* Your goal
Look below for the line that has "pub enum LogFlusher". Set down the lines from there through the line that has "JSON log entry.", exactly as written.

* Supplied records
use connector_config::Environment;
use std::io::{self, Write};
use std::path::PathBuf;
use std::sync::{Arc, Once};
use std::{
    backtrace::{Backtrace, BacktraceStatus},
    panic::PanicHookInfo,
};
use thiserror::Error;
use tracing::subscriber::{SetGlobalDefaultError, set_global_default};
use tracing_appender::{
    non_blocking::WorkerGuard,
    rolling::{self, InitError},
};
use tracing_log::{LogTracer, log_tracer::SetLoggerError};
use tracing_subscriber::fmt::MakeWriter;
use tracing_subscriber::{EnvFilter, FmtSubscriber, Registry, fmt, layer::SubscriberExt};

/// JSON field naming the connector that emitted a log entry.
const CONNECTOR_KEY_IN_LOG: &str = "connector";

/// Errors that can occur during tracing initialization.
#[derive(Debug, Error)]
pub enum TracingError {
    #[error("failed to build rolling file appender: {0}")]
    InitAppender(#[from] InitError),

    #[error("failed to init log tracer: {0}")]
    InitLogTracer(#[from] SetLoggerError),

    #[error("failed to set global default subscriber: {0}")]
    SetGlobalDefault(#[from] SetGlobalDefaultError),

    #[error("an io error occurred: {0}")]
    Io(#[from] io::Error),
}

/// Handle keeping buffered log lines alive until they are written.
///
/// In production the logs go through a non-blocking file writer whose [`WorkerGuard`] must be
/// held until the program exits.
#[must_use]
pub enum LogFlusher {
    Flusher(WorkerGuard),
    NullFlusher,
}

/// Settings of [`init_tracing_with_options`].
#[derive(Debug, Clone)]
pub struct TracingOptions {
    /// Prefix of the log files.
    pub app_name: String,
    /// Directory receiving the log files in production.
    pub log_dir: PathBuf,
    /// Number of daily log files kept before the oldest is removed.
    pub max_log_files: usize,
    /// Connector name added to every JSON log entry.
    pub connector: Option<String>,
}

impl TracingOptions {
    pub fn new(app_name: impl Into<String>) -> Self {
        Self {
            app_name: app_name.into(),
            log_dir: PathBuf::from("logs"),
            max_log_files: 5,
            connector: None,
        }
    }

    pub fn with_connector(mut self, connector: impl Into<String>) -> Self {
        self.connector = Some(connector.into());
        self
    }
}

static INIT_TEST_TRACING: Once = Once::new();

/// Initializes tracing for test environments.
///
/// Call once at the beginning of tests. Set `ENABLE_TRACING=1` to view tracing output:
/// ```bash
/// ENABLE_TRACING=1 cargo test test_name
/// ```
pub fn init_test_tracing() {
    INIT_TEST_TRACING.call_once(|| {
        if std::env::var("ENABLE_TRACING").is_ok() {
            // Without an environment the logs would go to files instead of the terminal.
            Environment::Dev.set();
            let _log_flusher =
                init_tracing("test").expect("Failed to initialize tracing for tests");
        }
    });
}

/// Writer adding the connector name to JSON log entries that do not carry one.
struct ConnectorFieldWriter<W> {
    inner: W,
    connector: Option<Arc<str>>,
}

impl<W> ConnectorFieldWriter<W> {
    fn new(inner: W, connector: Option<Arc<str>>) -> Self {
        Self { inner, connector }
    }
}

impl<W> Write for ConnectorFieldWriter<W>
where
    W: Write,
{
    fn write(&mut self, buf: &[u8]) -> io::Result<usize> {
        if let Some(connector) = &self.connector
            && let Ok(line) = std::str::from_utf8(buf)
            && let Ok(serde_json::Value::Object(mut entry)) =
                serde_json::from_str::<serde_json::Value>(line)
            && !entry.contains_key(CONNECTOR_KEY_IN_LOG)
        {
            entry.insert(
                CONNECTOR_KEY_IN_LOG.to_string(),
                serde_json::Value::String(connector.to_string()),
            );

            if let Ok(mut output) = serde_json::to_string(&entry) {
                if line.ends_with('\n') {
                    output.push('\n');
                }
                self.inner.write_all(output.as_bytes())?;

                // The caller only knows about its own buffer.
                return Ok(buf.len());
            }
        }

        self.inner.write(buf)
    }

    fn flush(&mut self) -> io::Result<()> {
        self.inner.flush()
    }
}

/// Initializes tracing for the application with default options.
///
/// Production environments log JSON to rotating files, development pretty-prints to the console.
pub fn init_tracing(app_name: &str) -> Result<LogFlusher, TracingError> {
    init_tracing_with_options(TracingOptions::new(app_name))
}

/// Initializes tracing for the application.
///
/// The log level is read from `RUST_LOG` and defaults to `info`.
pub fn init_tracing_with_options(options: TracingOptions) -> Result<LogFlusher, TracingError> {
    // Forward records of crates logging through the `log` facade.
    LogTracer::init()?;

    let is_prod = Environment::load()?.is_prod();
    let filter = EnvFilter::try_from_default_env().unwrap_or_else(|_| "info".into());

    let log_flusher = if is_prod {
        configure_prod_tracing(filter, options)?
    } else {
        configure_dev_tracing(filter)?
    };

    set_tracing_panic_hook();

    Ok(log_flusher)
}

fn configure_prod_tracing(
    filter: EnvFilter,
    options: TracingOptions,
) -> Result<LogFlusher, TracingError> {
    let file_appender = rolling::Builder::new()
        .filename_prefix(&options.app_name)
        .filename_suffix("log")
        .rotation(rolling::Rotation::DAILY)
        .max_log_files(options.max_log_files)
        .build(&options.log_dir)?;

    let (file_appender, guard) = tracing_appender::non_blocking(file_appender);
    let connector: Option<Arc<str>> = options.connector.map(Into::into);

    let format = fmt::format()
        .with_level(true)
        .with_ansi(false)
        .with_target(false);

    let subscriber = Registry::default().with(filter).with(
        fmt::layer()
            .event_format(format)
            .with_writer(move || {
                ConnectorFieldWriter::new(file_appender.make_writer(), connector.clone())
            })
            .json()
            .with_current_span(true)
            .with_span_list(true),
    );

    set_global_default(subscriber)?;

    Ok(LogFlusher::Flusher(guard))
}

fn configure_dev_tracing(filter: EnvFilter) -> Result<LogFlusher, TracingError> {
    let format = fmt::format()
        .with_level(true)
        .with_ansi(true)
        .pretty()
        .with_line_number(false)
        .with_file(false)
        .with_target(true);

    let subscriber = FmtSubscriber::builder()
        .event_format(format)
        .with_env_filter(filter)
        .finish();

    set_global_default(subscriber)?;

    Ok(LogFlusher::NullFlusher)
}

/// Routes panics through `tracing` before running the previous hook, so that they reach the log
/// files in production.
fn set_tracing_panic_hook() {
    let prev_hook = std::panic::take_hook();
    std::panic::set_hook(Box::new(move |info| {
        panic_hook(info);
        prev_hook(info);
    }));
}

fn panic_hook(panic_info: &PanicHookInfo) {
    let backtrace = Backtrace::capture();
    let (backtrace, note) = match backtrace.status() {
        BacktraceStatus::Captured => (Some(backtrace), None),
        BacktraceStatus::Disabled => (
            None,
            Some("run with RUST_BACKTRACE=1 to display backtraces"),
        ),
        BacktraceStatus::Unsupported => {
            (None, Some("backtraces are not supported on this platform"))
        }
        _ => (None, Some("backtrace status is unknown")),
    };

    let payload = if let Some(s) = panic_info.payload().downcast_ref::<&str>() {
        s
    } else if let Some(s) = panic_info.payload().downcast_ref::<String>() {
        s
    } else {
        "unknown panic payload"
    };

    let location = panic_info.location().map(|location| location.to_string());

    tracing::error!(
        panic.payload = payload,
        panic.location = location,
        panic.backtrace = backtrace.map(tracing::field::display),
        panic.note = note,
        "a panic occurred",
    );
}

* Task answer
pub enum LogFlusher {
    Flusher(WorkerGuard),
    NullFlusher,
}

/// Settings of [`init_tracing_with_options`].
#[derive(Debug, Clone)]
pub struct TracingOptions {
    /// Prefix of the log files.
    pub app_name: String,
    /// Directory receiving the log files in production.
    pub log_dir: PathBuf,
    /// Number of daily log files kept before the oldest is removed.
    pub max_log_files: usize,
    /// Connector name added to every JSON log entry.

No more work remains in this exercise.